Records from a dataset
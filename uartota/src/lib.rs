//! # uartota
//!
//! Over-the-air firmware upload to microcontrollers through a UART text
//! console.
//!
//! The device speaks a line-oriented command protocol:
//!
//! - `otastart <N>` announces an image of `N` bytes; the device erases its
//!   update slot and replies with free-form log text
//! - the image is then streamed as raw bytes in fixed-size chunks
//! - `otafinish` and `otastatus` close the transfer
//! - `crc` optionally asks the device for a CRC-32 of what it received
//!
//! ## Features
//!
//! - `native` (default): serial port support via the `serialport` crate
//! - `serde`: serialization of [`TransferState`] and [`UploadResult`]
//!
//! ## Example
//!
//! ```rust,no_run
//! use uartota::{Firmware, SerialConfig, Session, UploadDriver, UploadOptions};
//!
//! fn main() -> Result<(), Box<dyn std::error::Error>> {
//!     let firmware = Firmware::from_file("app.bin")?;
//!
//!     let mut session = Session::connect(&SerialConfig::new("/dev/ttyUSB0", 115200))?;
//!     let result = UploadDriver::new(&mut session, UploadOptions::default())
//!         .upload(&firmware, |event| println!("{event:?}"))?;
//!
//!     println!("{} bytes sent", result.bytes_sent());
//!     Ok(())
//! }
//! ```

#![warn(missing_docs)]
#![warn(clippy::all)]

use std::sync::{Arc, OnceLock};

pub mod checksum;
pub mod error;
pub mod firmware;
pub mod monitor;
pub mod port;
pub mod protocol;
pub mod session;
pub mod upload;

#[cfg(test)]
mod testing;

static INTERRUPT_CHECKER: OnceLock<Arc<dyn Fn() -> bool + Send + Sync>> = OnceLock::new();

/// Register a global interruption checker used by long-running library loops.
///
/// The checker should return `true` when the current operation should stop
/// (for example after receiving Ctrl-C in CLI applications). Only the first
/// registration takes effect.
pub fn set_interrupt_checker<F>(checker: F)
where
    F: Fn() -> bool + Send + Sync + 'static,
{
    let _ = INTERRUPT_CHECKER.set(Arc::new(checker));
}

/// Returns whether interruption was requested by the embedding application.
#[must_use]
pub fn is_interrupted_requested() -> bool {
    INTERRUPT_CHECKER
        .get()
        .is_some_and(|checker| checker())
}

#[cfg(test)]
thread_local! {
    static TEST_INTERRUPTED: std::cell::Cell<bool> = const { std::cell::Cell::new(false) };
}

/// Toggle interruption for the calling test thread only.
#[cfg(test)]
pub(crate) fn test_set_interrupted(value: bool) {
    static INSTALLED: OnceLock<()> = OnceLock::new();
    INSTALLED.get_or_init(|| set_interrupt_checker(|| TEST_INTERRUPTED.with(std::cell::Cell::get)));
    TEST_INTERRUPTED.with(|flag| flag.set(value));
}

#[cfg(feature = "native")]
pub use port::{NativePort, NativePortEnumerator};
pub use {
    checksum::{crc32, crc32_file, format_crc32, parse_crc32},
    error::{Error, Result},
    firmware::{DEFAULT_CHUNK_SIZE, Firmware},
    monitor::{MONITOR_POLL_INTERVAL, clean_monitor_text, monitor},
    port::{Port, PortEnumerator, PortInfo, SerialConfig},
    protocol::{
        Command, HandshakeEngine, HandshakeObserver, HandshakeOutcome, LenientClassifier,
        LineClass, LineReader, ResponseClassifier, Verdict,
    },
    session::{SETTLE_DELAY, Session},
    upload::{TransferState, UploadDriver, UploadEvent, UploadOptions, UploadResult},
};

◆ Exercise details ◆
A single figure is all that is needed: the number of lines above that contain the string "OnceLock".

◆ Written reply ◆
3